Figure 3. Inhibition of VEGF-C lymphangiogenesis in integrin α4 mutant animals.

(A) Upper, Genomic PCR analysis of Tie2Cre(+)α4^loxp/loxp, Tie2Cre(+)α4^loxp/+ and Tie2Cre(-) α4^loxp/loxp mice for Cre-recombinase (100bp), intact integrin α4 (180bp), floxed α4 (280bp) and excised α4 (600bp). Lower, Western blotting of Cre-recombinase (38 kD) and beta-actin (42kD) in lung lysates from Tie2Cre(+)α4^loxp/loxp and Tie2Cre(-) α4^loxp/loxp mice. (B) Upper, Cryosections of VEGF-C saturated Matrigel plugs in Tie2Cre(+)α4^loxp/loxp and Tie2Cre (-) α4^loxp/loxp mice immunostained to detect Cre (red) and Lyve-1+ expression (green) and counterstained with DAPI (blue). Cre+ vessels are indicated by arrows.

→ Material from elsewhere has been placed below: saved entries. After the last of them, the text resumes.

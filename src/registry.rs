//! Named translations, loaded lazily and cached for the life of the registry.

use crate::bible::Bible;
use crate::config::TRANSLATION_SUFFIX;
use crate::error::{self, LoadError};
use anyhow::Context;
use ignore::WalkBuilder;
use std::collections::{BTreeMap, HashMap};
use std::fmt;
use std::path::{Path, PathBuf};
use std::sync::{Arc, Mutex, PoisonError, RwLock};
use std::time::Instant;

/// Where a translation's source document comes from.
#[derive(Clone)]
pub enum TranslationSource {
    /// A JSON file, read on first access.
    File(PathBuf),
    /// A document already in memory.
    Bytes(Arc<[u8]>),
}

impl fmt::Debug for TranslationSource {
    fn fmt(&self, f: &mut fmt::Formatter<'_>) -> fmt::Result {
        match self {
            Self::File(path) => f.debug_tuple("File").field(path).finish(),
            Self::Bytes(bytes) => write!(f, "Bytes({} bytes)", bytes.len()),
        }
    }
}

/// Translations by name.
///
/// Each translation is parsed and indexed the first time it is requested and
/// then kept until the registry is dropped. Concurrent first requests for the
/// same name construct it once; every caller receives the same `Arc<Bible>`.
/// Failed loads are not cached.
#[derive(Default)]
pub struct TranslationRegistry {
    sources: BTreeMap<String, TranslationSource>,
    loaded: RwLock<HashMap<String, Arc<Bible>>>,
    /// Held while constructing, so two callers never build the same translation.
    loading: Mutex<()>,
}

impl fmt::Debug for TranslationRegistry {
    fn fmt(&self, f: &mut fmt::Formatter<'_>) -> fmt::Result {
        f.debug_struct("TranslationRegistry")
            .field("translations", &self.sources.keys().collect::<Vec<_>>())
            .field("loaded_count", &self.loaded_count())
            .finish()
    }
}

impl TranslationRegistry {
    /// An empty registry.
    pub fn new() -> Self {
        Self::default()
    }

    /// Register every `<NAME>_bible.json` file directly inside `dir`.
    ///
    /// Fails if `dir` is not a readable directory or holds no translation
    /// files. Subdirectories and other files are ignored.
    pub fn discover(dir: &Path) -> error::Result<Self> {
        if !dir.is_dir() {
            anyhow::bail!("Translations directory {} does not exist", dir.display());
        }

        let mut registry = Self::new();
        let walker = WalkBuilder::new(dir)
            .max_depth(Some(1))
            .standard_filters(false)
            .build();

        for entry in walker {
            let entry = entry
                .with_context(|| format!("Failed to read translations directory {}", dir.display()))?;
            if !entry.file_type().is_some_and(|t| t.is_file()) {
                continue;
            }
            if let Some(name) = translation_name(entry.path()) {
                tracing::debug!("Found translation '{}' at {}", name, entry.path().display());
                registry.register_file(name, entry.path());
            }
        }

        if registry.is_empty() {
            anyhow::bail!(
                "No translation files found in {} (expected files like KJV{})",
                dir.display(),
                TRANSLATION_SUFFIX
            );
        }

        tracing::info!(
            "Discovered {} translations in {}",
            registry.sources.len(),
            dir.display()
        );
        Ok(registry)
    }

    /// Register a translation file. Replaces any earlier source of that name.
    pub fn register_file(&mut self, name: impl Into<String>, path: impl Into<PathBuf>) {
        self.register(name.into(), TranslationSource::File(path.into()));
    }

    /// Register an in-memory document. Replaces any earlier source of that name.
    pub fn register_bytes(&mut self, name: impl Into<String>, bytes: impl Into<Arc<[u8]>>) {
        self.register(name.into(), TranslationSource::Bytes(bytes.into()));
    }

    fn register(&mut self, name: String, source: TranslationSource) {
        self.loaded
            .get_mut()
            .unwrap_or_else(PoisonError::into_inner)
            .remove(&name);
        self.sources.insert(name, source);
    }

    /// Translation names, sorted.
    pub fn names(&self) -> Vec<&str> {
        self.sources.keys().map(String::as_str).collect()
    }

    pub fn contains(&self, name: &str) -> bool {
        self.sources.contains_key(name)
    }

    pub fn is_empty(&self) -> bool {
        self.sources.is_empty()
    }

    /// Whether a translation has already been constructed.
    pub fn is_loaded(&self, name: &str) -> bool {
        self.read_loaded().contains_key(name)
    }

    pub fn loaded_count(&self) -> usize {
        self.read_loaded().len()
    }

    /// Get a translation, loading it on first access.
    pub fn get(&self, name: &str) -> Result<Arc<Bible>, LoadError> {
        if let Some(bible) = self.read_loaded().get(name) {
            tracing::debug!("Cache hit for translation '{}'", name);
            return Ok(Arc::clone(bible));
        }

        let source = self
            .sources
            .get(name)
            .ok_or_else(|| LoadError::UnknownTranslation {
                name: name.to_string(),
            })?;

        let _guard = self.loading.lock().unwrap_or_else(PoisonError::into_inner);

        // Another caller may have finished loading while we waited.
        if let Some(bible) = self.read_loaded().get(name) {
            return Ok(Arc::clone(bible));
        }

        let bible = Arc::new(load(name, source)?);
        self.loaded
            .write()
            .unwrap_or_else(PoisonError::into_inner)
            .insert(name.to_string(), Arc::clone(&bible));

        Ok(bible)
    }

    /// Get `name`, or fall back to the first translation (by name) if `name`
    /// cannot be loaded.
    ///
    /// Returns the name actually loaded alongside it, or `None` if neither
    /// could be loaded.
    pub fn get_or_fallback(&self, name: &str) -> Option<(String, Arc<Bible>)> {
        match self.get(name) {
            Ok(bible) => return Some((name.to_string(), bible)),
            Err(e) => tracing::warn!("{}", e),
        }

        let fallback = self.sources.keys().next()?;
        if fallback == name {
            return None;
        }

        tracing::warn!("Falling back to translation '{}'", fallback);
        match self.get(fallback) {
            Ok(bible) => Some((fallback.clone(), bible)),
            Err(e) => {
                tracing::warn!("{}", e);
                None
            }
        }
    }

    fn read_loaded(&self) -> std::sync::RwLockReadGuard<'_, HashMap<String, Arc<Bible>>> {
        self.loaded.read().unwrap_or_else(PoisonError::into_inner)
    }
}

/// Translation name for a file called `<NAME>_bible.json`.
pub fn translation_name(path: &Path) -> Option<&str> {
    path.file_name()?
        .to_str()?
        .strip_suffix(TRANSLATION_SUFFIX)
        .filter(|name| !name.is_empty())
}

fn load(name: &str, source: &TranslationSource) -> Result<Bible, LoadError> {
    let start = Instant::now();
    tracing::info!("Loading translation '{}'", name);

    let bytes: Arc<[u8]> = match source {
        TranslationSource::Bytes(bytes) => Arc::clone(bytes),
        TranslationSource::File(path) => std::fs::read(path)
            .map_err(|source| LoadError::Io {
                name: name.to_string(),
                path: path.clone(),
                source,
            })?
            .into(),
    };

    let bible = Bible::from_json(&bytes).map_err(|source| LoadError::Parse {
        name: name.to_string(),
        source,
    })?;

    tracing::debug!("Translation '{}' ready in {:?}", name, start.elapsed());
    Ok(bible)
}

Lower, Cryosections of VEGF-C saturated Matrigel plugs in Tie2Cre(+) and Tie2Cre (-) mice immunostained to detect integrin α4 (red) and Lyve-1 (green) positive vessels (arrows). (C-D) Mean Lyve1+ lymphatic vessels/field +/- SEM in Matrigel plugs from (C) VEGF-C or (D) VEGF-A stimulated Tie2Cre(+)α4^loxp/loxp, Tie2Cre(+)α4^loxp/+ and Tie2Cre(-) α4^loxp/loxp mice (*p<0.007).